Foto: REUTERS/Ralph Orlowski
Berlin - Nach Ansicht des Literaturkritikers Marcel Reich-Ranicki sind "Verrisse" in der Literaturkritik "eine gefährliche Sache". Jede gute Literaturkritik sollte auch eine erzieherische Wirkung auf das Publikum haben, sagte der 85-Jährige am Mittwochabend bei der Vorstellung seiner Biografie mit dem Untertitel "Geschichte eines Lebens" von Uwe Wittstock im Bertelsmann-Haus Unter den Linden in Berlin.

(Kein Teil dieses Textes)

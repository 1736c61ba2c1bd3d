//! # Dolomite - Embedded Document Store
//!
//! Dolomite is an embedded, in-process document store with a
//! MongoDB-flavoured query language, update language and cursor protocol,
//! running over a pluggable ordered key-value backend.
//!
//! ## Key Features
//!
//! - **Embedded**: No server process; commands execute in the caller's process
//! - **Rich Filters**: Comparison, logical, array, bitwise, text, geospatial
//!   and expression (`$where`) operators with canonical cross-type ordering
//! - **Update Operators**: Field, arithmetic and array update operators with
//!   upsert synthesis
//! - **Cursor Protocol**: Server-style `find`/`getMore`/`killCursors` with
//!   batching, skip/limit/sort and projections
//! - **Pluggable Storage**: Any ordered byte store behind the
//!   [`store::KeyValueStore`] trait; in-memory store and bincode codec ship
//!   as defaults
//!
//! ## Quick Start
//!
//! ```rust
//! use dolomite::command::Engine;
//! use dolomite::doc;
//!
//! # fn main() -> Result<(), dolomite::errors::DolomiteError> {
//! let engine = Engine::in_memory();
//!
//! engine.execute(&doc! {
//!     "insert": "people",
//!     "documents": [ { "_id": 1, "name": "Ada", "age": 36 } ]
//! })?;
//!
//! let result = engine.execute(&doc! {
//!     "find": "people",
//!     "filter": { "age": { "$gte": 18 } }
//! })?;
//! assert_eq!(result.get("ok"), Some(&dolomite::common::Value::Int32(1)));
//! # Ok(())
//! # }
//! ```
//!
//! ## Module Organization
//!
//! - [`common`] - Values, documents, the canonical comparator, field
//!   resolution and projections
//! - [`errors`] - Error types and result definitions
//! - [`filter`] - Filter matching and operator evaluation
//! - [`update`] - Update operators and upsert synthesis
//! - [`command`] - Command execution and the cursor registry
//! - [`store`] - Storage and codec abstractions with default implementations

pub mod command;
pub mod common;
pub mod errors;
pub mod filter;
pub mod store;
pub mod update;

pub use command::Engine;
pub use common::{Document, Value};
pub use errors::{DolomiteError, DolomiteResult, ErrorKind};
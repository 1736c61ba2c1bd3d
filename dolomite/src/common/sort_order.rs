use crate::common::document::Document;
use crate::errors::{DolomiteError, DolomiteResult, ErrorKind};
use crate::common::Value;

/// Direction of a sort key.
#[derive(Debug, Clone, Copy, PartialEq, Eq)]
pub enum SortOrder {
    Ascending,
    Descending,
}

/// One field of a multi-key sort.
#[derive(Debug, Clone, PartialEq, Eq)]
pub struct SortEntry {
    pub field: String,
    pub order: SortOrder,
}

/// A parsed multi-key sort specification, fields in request order.
#[derive(Debug, Clone, Default, PartialEq, Eq)]
pub struct SortSpec {
    entries: Vec<SortEntry>,
}

impl SortSpec {
    /// Parses a sort document such as `{ "age": -1, "name": 1 }`.
    ///
    /// Positive numbers sort ascending, negative descending; zero or a
    /// non-numeric direction is rejected.
    pub fn from_document(spec: &Document) -> DolomiteResult<SortSpec> {
        let mut entries = Vec::with_capacity(spec.len());
        for (field, direction) in spec.iter() {
            let direction = match direction.as_number() {
                Some(n) if n > 0.0 => SortOrder::Ascending,
                Some(n) if n < 0.0 => SortOrder::Descending,
                _ => {
                    log::error!("Invalid sort direction for field '{}'", field);
                    return Err(DolomiteError::new(
                        &format!("bad sort specification for field '{}'", field),
                        ErrorKind::Client,
                    ));
                }
            };
            entries.push(SortEntry {
                field: field.clone(),
                order: direction,
            });
        }
        Ok(SortSpec { entries })
    }

    /// Parses an optional sort value taken from a find command.
    pub fn from_value(value: Option<&Value>) -> DolomiteResult<Option<SortSpec>> {
        match value {
            None | Some(Value::Null) => Ok(None),
            Some(Value::Document(spec)) if spec.is_empty() => Ok(None),
            Some(Value::Document(spec)) => Ok(Some(SortSpec::from_document(spec)?)),
            Some(other) => {
                log::error!("Sort specification is not a document: {:?}", other);
                Err(DolomiteError::new(
                    "sort must be a document",
                    ErrorKind::Client,
                ))
            }
        }
    }

    pub fn is_empty(&self) -> bool {
        self.entries.is_empty()
    }

    pub fn entries(&self) -> &[SortEntry] {
        &self.entries
    }
}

Es habe sich gezeigt, dass manche der "verrissenen" Bücher dadurch erst recht große Aufmerksamkeit und damit viele Leser finden, so Reich-Ranicki. "Man trägt dann also dazu bei, dem Buch, das man ablehnt, viele Leser zu verschaffen."

Weder Apotheker noch Steuerberater

Auf die Frage Wittstocks, wie er es finde, wenn ein Buch von ihm verrissen werde, meinte Reich-Ranicki: "Das finde ich sehr bedauerlich." Er sei schon sehr oft in der Bundesrepublik verrissen worden. "Das Unglück ist ja, dass sich viele der Autoren, die ich verrissen habe, dann revanchieren, übrigens tun das auch jene, die ich ignoriert habe."

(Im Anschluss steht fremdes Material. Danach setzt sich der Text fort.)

fn apply_pop(doc: &mut Document, path: &str, argument: &Value) -> DolomiteResult<bool> {
    let direction = argument.as_integer().unwrap_or(0);
    if direction != 1 && direction != -1 {
        return Err(DolomiteError::new(
            "$pop requires 1 or -1",
            ErrorKind::Client,
        ));
    }
    Ok(field::set_values_transform(doc, path, |current| {
        let items = match current {
            Some(Value::Array(items)) if !items.is_empty() => items,
            _ => return None,
        };
        let mut items = items.clone();
        if direction == -1 {
            items.remove(0);
        } else {
            items.pop();
        }
        Some(field::SetAction::Put(Value::Array(items)))
    }))
}

fn apply_pull(doc: &mut Document, path: &str, argument: &Value) -> DolomiteResult<bool> {
    let mut failure: Option<DolomiteError> = None;
    let modified = field::set_values_transform(doc, path, |current| {
        let items = match current {
            Some(Value::Array(items)) => items,
            _ => return None,
        };
        let mut kept = Vec::with_capacity(items.len());
        for item in items {
            match pull_condition_matches(item, argument) {
                Ok(true) => {}
                Ok(false) => kept.push(item.clone()),
                Err(err) => {
                    failure.get_or_insert(err);
                    return None;
                }
            }
        }
        Some(field::SetAction::Put(Value::Array(kept)))
    });
    match failure {
        Some(err) => Err(err),
        None => Ok(modified),
    }
}

/// Evaluates the `$pull` condition against one element by funneling both
/// through the matcher under a synthetic field, which buys the standard
/// literal/operator/regex normalization.
fn pull_condition_matches(item: &Value, condition: &Value) -> DolomiteResult<bool> {
    let mut candidate = Document::new();
    candidate.put("item", item.clone());
    let mut filter = Document::new();
    filter.put("item", condition.clone());
    crate::filter::is_match(&candidate, &filter)
}

fn apply_pull_all(doc: &mut Document, path: &str, argument: &Value) -> DolomiteResult<bool> {
    let members = argument.as_array().ok_or_else(|| {
        DolomiteError::new("$pullAll requires an array of values", ErrorKind::Client)
    })?;
    let members = members.clone();
    Ok(field::set_values_transform(doc, path, |current| {
        let items = match current {
            Some(Value::Array(items)) => items,
            _ => return None,
        };
        let kept: Vec<Value> = items
            .iter()
            .filter(|item| !members.iter().any(|member| compare::equal(item, member)))
            .cloned()
            .collect();
        Some(field::SetAction::Put(Value::Array(kept)))
    }))
}

fn apply_add_to_set(doc: &mut Document, path: &str, argument: &Value) -> DolomiteResult<bool> {
    let additions: Vec<Value> = match argument.as_document() {
        Some(spec) if spec.contains_key("$each") => spec
            .get("$each")
            .and_then(Value::as_array)
            .cloned()
            .ok_or_else(|| {
                DolomiteError::new("$each requires an array", ErrorKind::Client)
            })?,
        _ => vec![argument.clone()],
    };
    Ok(field::set_values_transform(doc, path, |current| {
        let mut items = match current {
            None => Vec::new(),
            Some(Value::Array(items)) => items.clone(),
            Some(_) => return None,
        };
        for addition in &additions {
            if !items.iter().any(|item| compare::equal(item, addition)) {
                items.push(addition.clone());
            }
        }
        Some(field::SetAction::Put(Value::Array(items)))
    }))
}

/// Applies a replacement body over an existing document, preserving its
/// `_id`. Returns the new document and whether it differs from the old.
pub fn apply_replacement(old: &Document, body: &Document) -> (Document, bool) {
    let mut replacement = Document::new();
    if let Some(id) = old.id() {
        replacement.put(DOC_ID, id.clone());
    }
    for (key, value) in body.iter() {
        if key != DOC_ID {
            replacement.put(key.clone(), value.clone());
        }
    }
    let modified = replacement != *old;
    (replacement, modified)
}

/// Synthesizes the document an upsert inserts when nothing matched.
///
/// The operator case merges `$setOnInsert` over `$set`; the replacement case
/// overlays the body on the filter's equality fields. Either way a target
/// that would need dot-notation keys is rejected.
pub fn synthesize_upsert(filter: &Document, update: &Document) -> DolomiteResult<Document> {
    let mut target = Document::new();
    match classify(update)? {
        UpdateBody::Operators => {
            for source_key in ["$set", "$setOnInsert"] {
                if let Some(fields) = update.get(source_key).and_then(Value::as_document) {
                    for (key, value) in fields.iter() {
                        reject_dotted(key)?;
                        target.put(key.clone(), value.clone());
                    }
                }
            }
        }
        UpdateBody::Replacement => {
            for (key, value) in filter.iter() {
                if key.starts_with('$') {
                    continue;
                }
                // Only equality fields seed the target.
                if let Some(spec) = value.as_document() {
                    if spec.keys().any(|k| k.starts_with('$')) {
                        continue;
                    }
                }
                reject_dotted(key)?;
                target.put(key.clone(), value.clone());
            }
            for (key, value) in update.iter() {
                reject_dotted(key)?;
                target.put(key.clone(), value.clone());
            }
        }
    }
    target.ensure_id();
    Ok(target)
}

fn reject_dotted(key: &str) -> DolomiteResult<()> {
    if key.contains('.') {
        return Err(DolomiteError::new(
            &format!("cannot synthesize upsert document with dotted key '{}'", key),
            ErrorKind::Constraint,
        ));
    }
    Ok(())
}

Der Kritikerberuf sei gefährlich. "Aber wer sich in die Arena begibt, muss mit dieser Gefahr rechnen. Wer das nicht will - nun ja, Apotheker und Steuerberater sind auch schöne Berufe." Der Satz mancher Autoren übrigens "Ich will lieber intelligent getadelt als dumm gelobt werden" sei verlogen.

Reich-Ranicki bekannte in dem Gespräch auch seine Liebe zum Theater und zeigte sich als großer Bewunderer von Gustaf Gründgens. Gefragt, warum er denn nicht Theaterkritiker geworden sei, sagte Reich-Ranicki: "Niemand hat es mir seinerzeit angeboten, als ich Ende der 50er Jahre nach Deutschland kam. Jede bessere Zeitung hatte einen fest angestellten Theaterkritiker, das war die Kritiker-Elite. Angestellte Literaturkritiker gab es nicht. Bücher wurden damals von den Ehefrauen der Feuilletonchefs besprochen."

Archivmaterial

Wittstock führte für seine Biografie viele Gespräche, außer mit Reich-Ranicki auch mit Freunden und Feinden und recherchierte unter anderem im Marbacher Literaturarchiv, wo das Archiv Reich-Ranickis verwaltet wird. Wittstock stieß unter anderem auf bisher wenig bekannte Dokumente wie den Ende 1944 gestellten Antrag auf Aufnahme in den polnischen Sicherheitsdienst. Der Verlag Blessing spricht von einer "einfühlsamen Annäherung an Reich-Ranickis Leben, an Ruhm, Macht, Liebe, Tragik, Neid, Hass, Angst". Wittstock habe "das Bewundernswerte wie Erschreckende dieser bedeutenden Figur des deutschen Kulturlebens" porträtiert. (APA/dpa)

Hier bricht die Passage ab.